Task - Working through the lines below, return each one that holds "turns".

Data to examine -
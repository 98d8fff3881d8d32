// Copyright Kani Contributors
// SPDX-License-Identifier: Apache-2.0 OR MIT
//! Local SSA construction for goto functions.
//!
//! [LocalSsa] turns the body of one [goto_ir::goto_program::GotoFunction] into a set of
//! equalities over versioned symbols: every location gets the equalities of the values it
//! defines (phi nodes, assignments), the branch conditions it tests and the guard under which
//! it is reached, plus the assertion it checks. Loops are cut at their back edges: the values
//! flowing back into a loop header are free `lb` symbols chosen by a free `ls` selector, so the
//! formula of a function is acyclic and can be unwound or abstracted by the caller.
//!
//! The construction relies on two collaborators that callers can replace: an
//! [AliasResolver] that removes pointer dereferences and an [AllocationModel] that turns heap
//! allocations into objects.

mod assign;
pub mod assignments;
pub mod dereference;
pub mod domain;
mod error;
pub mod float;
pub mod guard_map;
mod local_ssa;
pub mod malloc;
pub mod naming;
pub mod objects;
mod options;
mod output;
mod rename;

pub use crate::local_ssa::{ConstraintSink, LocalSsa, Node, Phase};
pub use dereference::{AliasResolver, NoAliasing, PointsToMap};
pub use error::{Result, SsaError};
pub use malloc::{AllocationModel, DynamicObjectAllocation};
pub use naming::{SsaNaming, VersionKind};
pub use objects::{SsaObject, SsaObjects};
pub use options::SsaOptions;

Reply -
//! [LocalSsa] turns the body of one [goto_ir::goto_program::GotoFunction] into a set of
//! [AliasResolver] that removes pointer dereferences and an [AllocationModel] that turns heap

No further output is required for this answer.